In view of this situation, the official party obdurately refuses to adopt the slogan and tactic advocated by the Left Opposition which is for driving the socialists into a corner and compelling them to take a stand in the government which will facilitate the winning of the masses for the revolutionary cause: the slogan and tactic which Lenin’s Bolsheviks applied with such exemplary success between the February and October revolutions in Russia. Against this position, the Stalinists adopt a thoroughly sectarian and sterile attitude. Bureaucratic boasting replaces revolutionary tactics.

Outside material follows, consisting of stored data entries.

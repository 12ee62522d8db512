use crate::animation::tracks::InterpolationMode;

/// Two sampled frames bracketing a play position.
#[derive(Debug, Clone, Copy, PartialEq, Default)]
pub struct KeyframeSpan {
    pub before: usize,
    pub after: usize,
    /// Blend factor from `before` to `after`
    pub alpha: f32,
}

/// Resolves a normalized play position into the sampled frames around it.
///
/// Positions at or before the start clamp to frame 0, positions at or past
/// the end clamp to the last frame, both with a zero alpha. Step
/// interpolation always reports a zero alpha.
#[must_use]
pub fn time_to_index(normalized: f32, max_frames: usize, mode: InterpolationMode) -> KeyframeSpan {
    if max_frames < 2 || normalized.is_nan() || normalized <= 0.0 {
        return KeyframeSpan::default();
    }

    let last = max_frames - 1;
    if normalized >= 1.0 {
        return KeyframeSpan {
            before: last,
            after: last,
            alpha: 0.0,
        };
    }

    let position = normalized * last as f32;
    let before = (position.floor() as usize).min(last);
    let alpha = match mode {
        InterpolationMode::Step => 0.0,
        _ => position - before as f32,
    };

    KeyframeSpan {
        before,
        after: (before + 1).min(last),
        alpha,
    }
}

#[cfg(test)]
mod tests {
    use super::*;

    #[test]
    fn clamps_at_both_ends() {
        assert_eq!(time_to_index(-0.5, 20, InterpolationMode::Linear), KeyframeSpan::default());
        assert_eq!(time_to_index(0.0, 20, InterpolationMode::Linear), KeyframeSpan::default());

        let end = time_to_index(1.0, 20, InterpolationMode::Linear);
        assert_eq!((end.before, end.after), (19, 19));
        assert!(end.alpha.abs() < f32::EPSILON);
    }

    #[test]
    fn interior_splits_position() {
        let span = time_to_index(0.5, 21, InterpolationMode::Linear);
        assert_eq!((span.before, span.after), (10, 11));
        assert!(span.alpha.abs() < 1e-5);

        let span = time_to_index(0.525, 21, InterpolationMode::Linear);
        assert_eq!((span.before, span.after), (10, 11));
        assert!((span.alpha - 0.5).abs() < 1e-3);
    }

    #[test]
    fn step_has_no_alpha() {
        let span = time_to_index(0.525, 21, InterpolationMode::Step);
        assert_eq!(span.before, 10);
        assert!(span.alpha.abs() < f32::EPSILON);
    }

    #[test]
    fn single_frame_is_degenerate() {
        assert_eq!(time_to_index(0.7, 1, InterpolationMode::Linear), KeyframeSpan::default());
    }
}
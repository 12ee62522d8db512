//! Per-instance animation blend state.
//!
//! An [`AnimationState`] owns the ordered layer list of one instance. Layer 0
//! is always the bind pose: it never advances and is never removed, and it
//! receives whatever weight the normalized layers above it leave over.
//!
//! Each solve walks the layers from the newest to the oldest:
//!
//! 1. advance play time (wrapping looped clips),
//! 2. advance the blend-in timer,
//! 3. start fading one-shots that are about to end,
//! 4. advance the blend-out timer of fading layers and drop finished ones,
//! 5. request the two bracketing frames from the pose library.
//!
//! A second pass then normalizes weights per mask group and hands the rest to
//! the bind pose.

use std::sync::Arc;

use rustc_hash::FxHashMap;

use crate::animation::clip::AnimationClip;
use crate::animation::keyframe::{KeyframeSpan, time_to_index};
use crate::animation::layer::{
    AnimationId, AnimationLayer, ForceMode, ManagementMode, PlayOptions, PlaySettings,
    RootMotionMode,
};
use crate::animation::mask::{MaskDefinition, MaskRegistry, MaskSourceHandle};
use crate::animation::tracks::InterpolationMode;
use crate::library::PoseLibrary;
use crate::math::{BoneTransform, SMALL_NUMBER, is_nearly_zero};
use crate::skeleton::{MeshAsset, ReferenceSkeleton};

/// Id of the bind-pose layer of every instance.
pub const BIND_POSE_ID: AnimationId = AnimationId(0);

#[derive(Debug, Clone)]
pub struct AnimationState {
    layers: Vec<AnimationLayer>,
    last_solved_frame: Option<u64>,
    tick_enabled: bool,
    next_id: u32,
}

impl AnimationState {
    /// Creates the state with its bind-pose layer.
    pub fn new(asset: &Arc<MeshAsset>, library: &mut PoseLibrary, masks: &mut MaskRegistry) -> Self {
        let settings = PlaySettings::default();
        let bind_pose = AnimationLayer {
            id: BIND_POSE_ID,
            clip: None,
            pose_key: library.ensure_entry(asset, None),
            mask: masks.acquire(&settings.mask, asset),
            group: settings.mask.source_handle(),
            settings,
            time: 0.0,
            last_time: 0.0,
            normalized_time: 0.0,
            length: 1.0,
            looping: true,
            loop_count: 0,
            blend_in_time: 0.0,
            blend_out_time: 0.0,
            pending_removal: false,
            final_weight: 1.0,
            span: KeyframeSpan::default(),
            slots: [None; 2],
        };

        Self {
            layers: vec![bind_pose],
            last_solved_frame: None,
            tick_enabled: true,
            next_id: BIND_POSE_ID.0 + 1,
        }
    }

    #[must_use]
    pub fn layers(&self) -> &[AnimationLayer] {
        &self.layers
    }

    #[must_use]
    pub fn layer(&self, id: AnimationId) -> Option<&AnimationLayer> {
        self.layers.iter().find(|layer| layer.id == id)
    }

    #[must_use]
    pub fn last_solved_frame(&self) -> Option<u64> {
        self.last_solved_frame
    }

    #[must_use]
    pub fn is_tick_enabled(&self) -> bool {
        self.tick_enabled
    }

    pub fn set_tick_enabled(&mut self, enabled: bool) {
        self.tick_enabled = enabled;
    }

    /// Adds a layer playing `clip` (`None` plays the bind pose).
    pub fn play(
        &mut self,
        asset: &Arc<MeshAsset>,
        clip: Option<&Arc<AnimationClip>>,
        settings: PlaySettings,
        options: PlayOptions,
        library: &mut PoseLibrary,
        masks: &mut MaskRegistry,
    ) -> AnimationId {
        let forced = settings.force_mode != ForceMode::None;
        if forced {
            self.clear_animations(settings.force_mode, &settings.mask, masks, |_| true);
        }

        if settings.management != ManagementMode::SelfManaged {
            for layer in self.layers.iter_mut().skip(1) {
                if !layer.pending_removal && layer.settings.mask.shares_bones_with(&settings.mask) {
                    layer.pending_removal = true;
                    layer.blend_out_time = 0.0;
                }
            }
        }

        let id = AnimationId(self.next_id);
        self.next_id += 1;

        let length = clip.map_or(1.0, |clip| clip.duration);
        let looping = clip.is_none_or(|clip| clip.looping) || options.force_loop;
        let layer = AnimationLayer {
            id,
            clip: clip.cloned(),
            pose_key: library.ensure_entry(asset, clip),
            mask: masks.acquire(&settings.mask, asset),
            group: settings.mask.source_handle(),
            time: settings.start_time,
            last_time: settings.start_time,
            normalized_time: normalize(settings.start_time, length),
            length,
            looping,
            loop_count: 0,
            blend_in_time: if forced { settings.blend_in } else { 0.0 },
            blend_out_time: 0.0,
            pending_removal: false,
            final_weight: if forced { settings.weight } else { 0.0 },
            span: KeyframeSpan::default(),
            slots: [None; 2],
            settings,
        };

        log::trace!(
            "Play {:?} '{}' ({} layers)",
            id,
            clip.map_or("<bind pose>", |clip| clip.name.as_str()),
            self.layers.len() + 1
        );

        if options.force_front {
            self.layers.insert(1, layer);
        } else {
            self.layers.push(layer);
        }
        id
    }

    /// Removes every layer above the bind pose accepted by `predicate`.
    ///
    /// With [`ForceMode::PerLayer`] only layers whose mask shares a branch
    /// with `mask` are candidates.
    pub fn clear_animations<F>(
        &mut self,
        force_mode: ForceMode,
        mask: &MaskDefinition,
        masks: &mut MaskRegistry,
        mut predicate: F,
    ) -> usize
    where
        F: FnMut(&AnimationLayer) -> bool,
    {
        let mut removed = 0;
        let mut index = self.layers.len();
        while index > 1 {
            index -= 1;
            let layer = &self.layers[index];
            if !predicate(layer) {
                continue;
            }
            if force_mode == ForceMode::PerLayer && !layer.settings.mask.shares_bones_with(mask) {
                continue;
            }
            self.remove_at(index, masks);
            removed += 1;
        }
        removed
    }

    /// Removes the layer with `id` immediately. The bind pose cannot be
    /// removed.
    pub fn remove_animation(&mut self, id: AnimationId, masks: &mut MaskRegistry) -> bool {
        match self.index_of(id) {
            Some(index) if index > 0 => {
                self.remove_at(index, masks);
                true
            }
            _ => false,
        }
    }

    /// Replaces the settings of a running layer.
    ///
    /// A force mode clears the other layers and jumps to the end of the
    /// blend-in. A changed mask is rebuilt for `asset`.
    pub fn tweak_animation(
        &mut self,
        id: AnimationId,
        settings: PlaySettings,
        asset: &MeshAsset,
        masks: &mut MaskRegistry,
    ) -> bool {
        if self.index_of(id).is_none() {
            return false;
        }

        if settings.force_mode != ForceMode::None {
            self.clear_animations(settings.force_mode, &settings.mask, masks, |layer| {
                layer.id != id
            });
        }

        let Some(index) = self.index_of(id) else {
            return false;
        };
        let layer = &mut self.layers[index];
        if settings.force_mode != ForceMode::None {
            layer.blend_in_time = settings.blend_in;
        }
        if layer.settings.mask != settings.mask {
            let previous = layer.mask;
            layer.mask = masks.acquire(&settings.mask, asset);
            masks.release(previous);
            layer.group = settings.mask.source_handle();
        }
        layer.settings = settings;
        true
    }

    /// Sets the play time of a layer, typically one with self-managed time.
    pub fn set_animation_time(&mut self, id: AnimationId, time: f32) -> bool {
        match self.index_of(id) {
            Some(index) if index > 0 => {
                let layer = &mut self.layers[index];
                layer.time = time;
                layer.normalized_time = normalize(time, layer.length);
                true
            }
            _ => false,
        }
    }

    #[must_use]
    pub fn settings_of(&self, id: AnimationId) -> Option<&PlaySettings> {
        self.layer(id).map(|layer| &layer.settings)
    }

    /// The layer with the largest applied weight.
    #[must_use]
    pub fn highest_priority(&self) -> Option<&AnimationLayer> {
        self.layers.iter().fold(None, |best: Option<&AnimationLayer>, layer| match best {
            Some(best) if best.final_weight >= layer.final_weight => Some(best),
            _ => Some(layer),
        })
    }

    /// Advances every layer by `delta` seconds.
    ///
    /// Does nothing when `frame` was already solved or ticking is disabled.
    /// Returns whether a solve happened.
    pub fn solve(
        &mut self,
        delta: f32,
        frame: u64,
        library: &mut PoseLibrary,
        masks: &mut MaskRegistry,
    ) -> bool {
        if self.last_solved_frame == Some(frame) || !self.tick_enabled {
            return false;
        }
        self.last_solved_frame = Some(frame);

        let mut group_weights: FxHashMap<MaskSourceHandle, f32> = FxHashMap::default();

        let mut index = self.layers.len();
        while index > 0 {
            index -= 1;
            let layer = &mut self.layers[index];
            layer.last_time = layer.time;

            if index == 0 {
                layer.time = 0.0;
                layer.normalized_time = 0.0;
            } else {
                if !layer.settings.time_self_managed {
                    advance_time(layer, delta);
                }
                layer.normalized_time = normalize(layer.time, layer.length);

                let blend_in = layer.settings.blend_in.max(0.0);
                layer.blend_in_time = (layer.blend_in_time + delta).clamp(0.0, blend_in);
                let mut weight = fraction(layer.blend_in_time, blend_in);

                let blend_out = layer.settings.blend_out.max(0.0);
                if !layer.pending_removal
                    && !layer.looping
                    && layer.settings.speed.abs() > SMALL_NUMBER
                    && (layer.length - layer.time) / layer.settings.speed < blend_out
                {
                    layer.pending_removal = true;
                    layer.blend_out_time = 0.0;
                }

                if layer.pending_removal {
                    layer.blend_out_time = (layer.blend_out_time + delta).clamp(0.0, blend_out);
                    weight = weight.min(1.0 - fraction(layer.blend_out_time, blend_out));
                    if is_nearly_zero(weight) {
                        self.remove_at(index, masks);
                        continue;
                    }
                }

                layer.final_weight = weight.min(layer.settings.weight);
                if layer.settings.normalize_in_group {
                    *group_weights.entry(layer.group).or_insert(0.0) += layer.final_weight;
                }
            }

            request_frames(layer, library);
        }

        let mut base_weight = 1.0_f32;
        for (index, layer) in self.layers.iter_mut().enumerate().rev() {
            if !layer.settings.normalize_in_group {
                continue;
            }
            if index == 0 {
                layer.final_weight = base_weight.clamp(0.0, 1.0);
            } else {
                let total = group_weights.get(&layer.group).copied().unwrap_or(0.0);
                if total > SMALL_NUMBER {
                    layer.final_weight /= total;
                }
                layer.final_weight = layer.final_weight.min(layer.settings.weight);
                base_weight -= layer.final_weight;
            }
        }
        true
    }

    /// Root motion of the next `delta` seconds, blended over every layer whose
    /// clip carries root motion. Each layer moves at its own speed and is
    /// weighted by its last solved weight.
    #[must_use]
    pub fn root_motion(&self, skeleton: &ReferenceSkeleton, delta: f32) -> BoneTransform {
        let root = skeleton.bones().first().map(|bone| bone.name);
        self.layers
            .iter()
            .filter_map(|layer| {
                let clip = layer.clip.as_ref().filter(|clip| clip.has_root_motion())?;
                let contributes = match layer.settings.root_motion {
                    RootMotionMode::None => false,
                    RootMotionMode::Force => true,
                    RootMotionMode::OnRootBoneAnimated => {
                        let mask = &layer.settings.mask;
                        mask.is_empty() || mask.layers.iter().any(|l| Some(l.bone) == root)
                    }
                };
                contributes.then(|| {
                    let motion = clip.extract_root_motion(
                        skeleton,
                        layer.time,
                        delta * layer.settings.speed,
                        layer.looping,
                    );
                    (motion, layer.final_weight.clamp(0.0, 1.0))
                })
            })
            .fold(BoneTransform::IDENTITY, |out, (motion, weight)| {
                out.interpolate(&motion, weight)
            })
    }

    /// Releases every layer's mask reference.
    pub fn release(&mut self, masks: &mut MaskRegistry) {
        for layer in self.layers.drain(..) {
            masks.release(layer.mask);
        }
    }

    fn index_of(&self, id: AnimationId) -> Option<usize> {
        self.layers.iter().position(|layer| layer.id == id)
    }

    fn remove_at(&mut self, index: usize, masks: &mut MaskRegistry) {
        let layer = self.layers.remove(index);
        masks.release(layer.mask);
        log::trace!("Removed animation layer {:?}", layer.id);
    }
}

fn normalize(time: f32, length: f32) -> f32 {
    if length > SMALL_NUMBER {
        (time / length).clamp(0.0, 1.0)
    } else {
        0.0
    }
}

/// `elapsed / duration` in `[0, 1]`; a zero duration counts as complete.
fn fraction(elapsed: f32, duration: f32) -> f32 {
    if duration > SMALL_NUMBER {
        (elapsed / duration).clamp(0.0, 1.0)
    } else {
        1.0
    }
}

fn advance_time(layer: &mut AnimationLayer, delta: f32) {
    let next = layer.time + delta * layer.settings.speed;
    if layer.looping && layer.length > SMALL_NUMBER {
        let cycles = (next / layer.length).floor();
        if cycles != 0.0 {
            layer.loop_count += cycles.abs() as u32;
        }
        layer.time = next.rem_euclid(layer.length);
    } else {
        layer.time = next;
    }
}

fn request_frames(layer: &mut AnimationLayer, library: &mut PoseLibrary) {
    let Some(max_frames) = library.max_frames(layer.pose_key) else {
        log::warn!("Animation layer {:?} has no pose library entry", layer.id);
        layer.span = KeyframeSpan::default();
        layer.slots = [None; 2];
        return;
    };

    let mode = layer
        .clip
        .as_ref()
        .map_or(InterpolationMode::Linear, |clip| clip.interpolation);
    layer.span = time_to_index(layer.normalized_time, max_frames, mode);
    layer.slots = [
        library.get_or_bake_frame(layer.pose_key, layer.span.before),
        library.get_or_bake_frame(layer.pose_key, layer.span.after),
    ];
}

The party is forced into a position of inactive expectancy, waiting and hoping for the socialist party to lose influence among the masses automatically, so to speak. It is quite true that the socialist party leaders have conducted themselves before and since the proclamation of the republic in a most hideous manner, which has undoubtedly resulted in a certain decline of its influence. Unfortunately, this process is by no means a one-sided one, it is not automatic, and does not follow a straight line. If it took place in a vacuum, one might even establish with mathematical accuracy the point at which socialist influence upon the masses would reach the vanishing point. But it takes place, on the contrary, in a live and complicated environment. Just as socialist opportunism has so often resulted in a strengthening of anarchist and syndicalist ideology in the masses, so also does anarchist sectarianism and impotence frequently drive the disappointed masses back into the arms of the social democratic opportunists. This is being proved in Spain today. One need only point to Barcelona, where the socialist G.W.U. is gaining strength for the first time in years as a result of the hopeless course pursued by the anarchists. Thus these two extremes of the labor movement feed upon each other parasitically. Worse yet, the antics and incapacity of the Stalinists have nullified many of the splendid opportunities which Communism was offered at the expense of the social democracy in Spain. A more detailed exposition of these phases of the Spanish situation we leave to the forthcoming articles.